Abstract:
The invention relates to high energy density electrochemical generators of the alkaline, more particularly lithium, negative electrode type. An electrolyte whose solvent contains 1-3 dioxane, dioxolane or propylene oxide, preferably mixed with propylene carbonate or ethylene carbonate is utilized. 
     This electrolyte has excellent conductivity, even at a relatively slight concentration of the solute. Lithium perchlorate is preferred as the solute and copper oxide, monovalent silver chromate, lead chromate, fluorinated carbons, polymerized fluorinated carbons or mixtures of these latter with metal compounds are preferred as active positive material.

Description:
RELATED APPLICATIONS 
     This is a continuation of application Ser. No. 328,029 filed Jan. 30, 1973, now abandoned. 
    
    
     BRIEF SUMMARY OF INVENTION 
     This invention relates to electrochemical cells of high energy density type, the negative electrode of which has for its main constituent an alkaline metal, preferably lithium, and the positive electrode of which may comprise various depolarizers. Copper and iron oxides, copper and iron sulfides, monovalent silver chromate and lead chromate, fluorinated carbons with a possible addition of one of the hereabove mentioned metal compounds may be used as depolarizers. Generators of this general type are known in the art. Known electrolytes for such generators are either lithium perchlorate or lithium fluoborate for solute, with a solvent therefor of one or several aprotic organic liquids of high solvating power. Because of this solvating power on the one hand a sufficient amount of the solute can be dissolved in such solvents for obtaining a high electric conductivity and on the other hand the discharge products of the lithium electrode can also be dissolved so that the polarization of the negative electrode of the cell is prevented. 

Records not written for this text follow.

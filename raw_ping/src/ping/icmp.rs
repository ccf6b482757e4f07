use parking_lot::Mutex;
use std::net::Ipv4Addr;
use std::sync::atomic::{AtomicBool, AtomicU16, Ordering};
use std::sync::Arc;
use std::time::{Duration, SystemTime};
use tracing::{debug, info, trace};

use super::message::{self, EchoKey, Message};
use super::{seeded_random, PingError};
use crate::config::Config;
use crate::listener::{self, Dispatch, Listener, LoopPolicy};
use crate::pending::PendingTable;
use crate::timestamp::Timestamp;
use crate::transport::{self, Datagram, Protocol, Sender};

/// An echo reply matched to one of our probes.
#[derive(Debug, Clone)]
pub struct EchoReply {
    pub peer: Ipv4Addr,
    pub payload: Vec<u8>,
    pub received_at: SystemTime,
}

impl EchoReply {
    /// Time between the send timestamp echoed in the payload and the arrival of the reply.
    pub fn round_trip(&self) -> Result<Duration, PingError> {
        let sent = Timestamp::decode(&self.payload)?;
        Ok(sent.elapsed_until(self.received_at))
    }
}

type Outcome = Result<EchoReply, PingError>;

/// State shared between the probing side and the listener thread.
#[derive(Debug)]
struct Shared {
    id: u16,
    seq: AtomicU16,
    pending: Arc<PendingTable<EchoKey, Outcome>>,
    closed: AtomicBool,
}

impl Shared {
    fn new(id: u16) -> Self {
        Self {
            id,
            seq: AtomicU16::new(0),
            pending: PendingTable::new(),
            closed: AtomicBool::new(false),
        }
    }

    fn next_key(&self) -> EchoKey {
        let seq = self.seq.fetch_add(1, Ordering::Relaxed).wrapping_add(1);
        EchoKey { id: self.id, seq }
    }

    fn ensure_open(&self) -> Result<(), PingError> {
        if self.closed.load(Ordering::Acquire) {
            Err(PingError::Closed)
        } else {
            Ok(())
        }
    }

    fn classify(&self, datagram: Datagram) -> Option<(EchoKey, Outcome)> {
        let peer = datagram.peer;
        let message = match message::decode(&datagram.bytes) {
            Ok(message) => message,
            Err(e) => {
                debug!(%peer, error = %e, "dropping undecodable icmp message");
                return None;
            }
        };
        let key = match message.key() {
            Some(key) if key.id == self.id => key,
            _ => {
                trace!(%peer, ?message, "dropping icmp message for someone else");
                return None;
            }
        };
        let outcome = match message {
            Message::EchoReply { payload, .. } => Ok(EchoReply {
                peer,
                payload,
                received_at: datagram.received_at,
            }),
            Message::DestinationUnreachable { reason, .. } => {
                Err(PingError::DestinationUnreachable(reason))
            }
            Message::TimeExceeded { reason, .. } => Err(PingError::TimeExceeded(reason)),
            Message::EchoRequest | Message::Unknown { .. } => return None,
        };
        Some((key, outcome))
    }
}

impl Dispatch for Shared {
    fn dispatch(&self, datagram: Datagram) {
        if let Some((key, outcome)) = self.classify(datagram) {
            if !self.pending.deliver(key, outcome) {
                debug!(seq = key.seq, "no pending probe for reply");
            }
        }
    }

    fn abort(&self) {
        self.closed.store(true, Ordering::Release);
        self.pending.clear();
    }
}

struct Inner {
    shared: Arc<Shared>,
    sender: Sender,
    listener: Mutex<Option<Listener>>,
    timeout: Duration,
    payload_size: usize,
}

/// ICMP echo pinger.
///
/// All clones share one raw socket and one listener thread; any number of
/// tasks may `ping` through it concurrently. Replies are matched on
/// (identifier, sequence), so several probes to the same host can be in
/// flight at once.
#[derive(Clone)]
pub struct Pinger {
    inner: Arc<Inner>,
}

impl Pinger {
    /// Opens the raw socket and starts the listener. Usually needs root or `CAP_NET_RAW`.
    pub fn new(config: &Config) -> Result<Self, PingError> {
        config.validate()?;
        let (sender, receiver) = transport::open(Protocol::Icmp, config.buffer_size, config.ttl)?;
        let shared = Arc::new(Shared::new(seeded_random(config.identifier_seed)));
        let listener = Listener::spawn(
            "icmp-listener",
            receiver,
            Arc::clone(&shared),
            LoopPolicy::from(config),
        )?;
        info!(id = shared.id, timeout = ?config.timeout(), "icmp pinger started");
        Ok(Self {
            inner: Arc::new(Inner {
                shared,
                sender,
                listener: Mutex::new(Some(listener)),
                timeout: config.timeout(),
                payload_size: config.payload_size,
            }),
        })
    }

    /// Identifier carried by every echo request of this pinger.
    pub fn identifier(&self) -> u16 {
        self.inner.shared.id
    }

    pub fn timeout(&self) -> Duration {
        self.inner.timeout
    }

    pub fn is_closed(&self) -> bool {
        self.inner.shared.closed.load(Ordering::Acquire)
    }

    /// Sends one echo request to `addr` and waits for its reply.
    ///
    /// Returns the round trip time, or the ICMP error a router sent back in
    /// its place, or [`PingError::Timeout`]. There is no retry.
    pub async fn ping(&self, addr: Ipv4Addr) -> Result<Duration, PingError> {
        let inner = &self.inner;
        inner.shared.ensure_open()?;

        let key = inner.shared.next_key();
        let mut registration = inner.shared.pending.register(key)?;
        let request = message::encode_echo_request(key, Timestamp::now(), inner.payload_size)?;
        inner.sender.send(&request, addr)?;
        trace!(%addr, seq = key.seq, "echo request sent");

        let reply = registration.wait(inner.timeout).await??;
        reply.round_trip()
    }

    /// Stops the listener and releases the socket. Pending probes fail with
    /// [`PingError::Closed`], as does every later `ping`. Closing twice is a no-op.
    ///
    /// Calling `ping` while `close` is in progress is not supported: such a
    /// probe may still complete, or fail with `Closed` or a transport error.
    pub async fn close(&self) {
        let inner = &self.inner;
        inner.shared.closed.store(true, Ordering::Release);
        if listener::shutdown(&inner.sender, &inner.listener).await {
            let abandoned = inner.shared.pending.clear();
            info!(id = inner.shared.id, abandoned, "icmp pinger closed");
        }
    }
}

#[cfg(test)]
mod tests {
    use super::*;
    use crate::ping::message::testing::{echo_reply, icmp_error, quoted_request};
    use crate::ping::{TimeExceededReason, UnreachableReason};
    use pnet::packet::icmp::IcmpTypes;

    const ID: u16 = 0x1234;

    fn payload(sent: Timestamp) -> Vec<u8> {
        let mut payload = sent.encode().to_vec();
        payload.resize(56, 0);
        payload
    }

    fn arrive(bytes: Vec<u8>) -> Datagram {
        Datagram::new(bytes, Ipv4Addr::new(192, 0, 2, 7))
    }

    #[test]
    fn sequence_starts_at_one_and_wraps() {
        let shared = Shared::new(ID);
        assert_eq!(shared.next_key(), EchoKey { id: ID, seq: 1 });
        shared.seq.store(u16::MAX - 1, Ordering::Relaxed);
        assert_eq!(shared.next_key().seq, u16::MAX);
        assert_eq!(shared.next_key().seq, 0);
    }

    #[tokio::test]
    async fn own_reply_is_delivered() {
        let shared = Shared::new(ID);
        let key = shared.next_key();
        let mut reg = shared.pending.register(key).unwrap();
        let sent = Timestamp::now();
        shared.dispatch(arrive(echo_reply(key, &payload(sent))));
        assert!(shared.pending.is_empty());

        let reply = reg.wait(Duration::from_secs(1)).await.unwrap().unwrap();
        assert_eq!(reply.peer, Ipv4Addr::new(192, 0, 2, 7));
        assert!(reply.round_trip().unwrap() < Duration::from_secs(1));
    }

    #[test]
    fn foreign_identifier_is_dropped() {
        let shared = Shared::new(ID);
        let key = shared.next_key();
        let _reg = shared.pending.register(key).unwrap();
        let foreign = EchoKey { id: ID + 1, ..key };
        shared.dispatch(arrive(echo_reply(foreign, &payload(Timestamp::now()))));
        let quoted = quoted_request(foreign);
        shared.dispatch(arrive(icmp_error(IcmpTypes::DestinationUnreachable, 3, 1, &quoted)));
        shared.dispatch(arrive(icmp_error(IcmpTypes::TimeExceeded, 0, 1, &quoted)));
        assert_eq!(shared.pending.len(), 1);
    }

    #[test]
    fn echo_requests_and_garbage_are_ignored() {
        let shared = Shared::new(ID);
        let key = shared.next_key();
        let _reg = shared.pending.register(key).unwrap();
        let own_request = message::encode_echo_request(key, Timestamp::now(), 56).unwrap();
        shared.dispatch(arrive(own_request));
        shared.dispatch(arrive(vec![0xFF]));
        shared.dispatch(arrive(icmp_error(IcmpTypes::DestinationUnreachable, 3, 1, &[8])));
        assert_eq!(shared.pending.len(), 1);
    }

    #[tokio::test]
    async fn port_unreachable_is_reported_as_such() {
        let shared = Shared::new(ID);
        let key = shared.next_key();
        let mut reg = shared.pending.register(key).unwrap();
        shared.dispatch(arrive(icmp_error(
            IcmpTypes::DestinationUnreachable,
            3,
            1,
            &quoted_request(key),
        )));
        let outcome = reg.wait(Duration::from_secs(1)).await.unwrap();
        assert!(matches!(
            outcome,
            Err(PingError::DestinationUnreachable(UnreachableReason::Port))
        ));
    }

    #[tokio::test]
    async fn time_exceeded_is_reported_as_such() {
        let shared = Shared::new(ID);
        let key = shared.next_key();
        let mut reg = shared.pending.register(key).unwrap();
        shared.dispatch(arrive(icmp_error(
            IcmpTypes::TimeExceeded,
            1,
            1,
            &quoted_request(key),
        )));
        let outcome = reg.wait(Duration::from_secs(1)).await.unwrap();
        assert!(matches!(
            outcome,
            Err(PingError::TimeExceeded(TimeExceededReason::FragmentReassembly))
        ));
    }

    #[tokio::test]
    async fn concurrent_probes_get_their_own_reply() {
        let shared = Arc::new(Shared::new(ID));
        let mut handles = Vec::new();
        let mut keys = Vec::new();
        for _ in 0..16 {
            let key = shared.next_key();
            let mut reg = shared.pending.register(key).unwrap();
            keys.push(key);
            handles.push(tokio::spawn(async move {
                let reply = reg.wait(Duration::from_secs(5)).await.unwrap().unwrap();
                (key, reply)
            }));
        }
        // Replies arrive out of order, each tagged with its sequence in the padding.
        for key in keys.iter().rev() {
            let mut p = payload(Timestamp::now());
            p[8..10].copy_from_slice(&key.seq.to_be_bytes());
            shared.dispatch(arrive(echo_reply(*key, &p)));
        }
        for handle in handles {
            let (key, reply) = handle.await.unwrap();
            assert_eq!(&reply.payload[8..10], &key.seq.to_be_bytes());
        }
        assert!(shared.pending.is_empty());
    }

    #[tokio::test]
    async fn late_reply_after_timeout_is_dropped() {
        let shared = Shared::new(ID);
        let key = shared.next_key();
        let mut reg = shared.pending.register(key).unwrap();
        assert!(matches!(
            reg.wait(Duration::from_millis(10)).await,
            Err(PingError::Timeout)
        ));
        drop(reg);
        shared.dispatch(arrive(echo_reply(key, &payload(Timestamp::now()))));
        assert!(shared.pending.is_empty());
    }

    #[tokio::test]
    async fn abort_fails_waiters_and_later_probes() {
        let shared = Shared::new(ID);
        let mut reg = shared.pending.register(shared.next_key()).unwrap();
        shared.abort();
        assert!(matches!(
            reg.wait(Duration::from_secs(1)).await,
            Err(PingError::Closed)
        ));
        assert!(matches!(shared.ensure_open(), Err(PingError::Closed)));
    }

    #[test]
    fn round_trip_uses_echoed_timestamp() {
        let sent = Timestamp::now();
        let reply = EchoReply {
            peer: Ipv4Addr::LOCALHOST,
            payload: payload(sent),
            received_at: sent.to_system_time() + Duration::from_millis(7),
        };
        assert_eq!(reply.round_trip().unwrap(), Duration::from_millis(7));

        let mangled = EchoReply {
            payload: vec![1, 2, 3],
            ..reply
        };
        assert!(matches!(mangled.round_trip(), Err(PingError::Decode(_))));
    }
}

     The solvents disclosed in known prior patents were preferably selected among saturated ethers where the solvating power is partly due to the presence of an oxygen atom bearing at least one free electron pair as well as to the fact that the ether is saturated. Thus U.S. Pat. No. 3,542,601 of Nov. 24, 1970 disclosed tetrahydrofuran, tetrahydropyran and 4.4, dimethyl 1-3 dioxane as electrolyte solvents. In the same connection the addition of secondary solvents, more especially to tetrahydrofuran, has been disclosed. U.S. Pat. Nos. 3,511,716 of May 12, 1970 and 3,701,688 of Oct. 31, 1972 both teach the addition of 1-1 or 1-2 dimethoxyethane, and of various other solvents to tetrahydrofuran. 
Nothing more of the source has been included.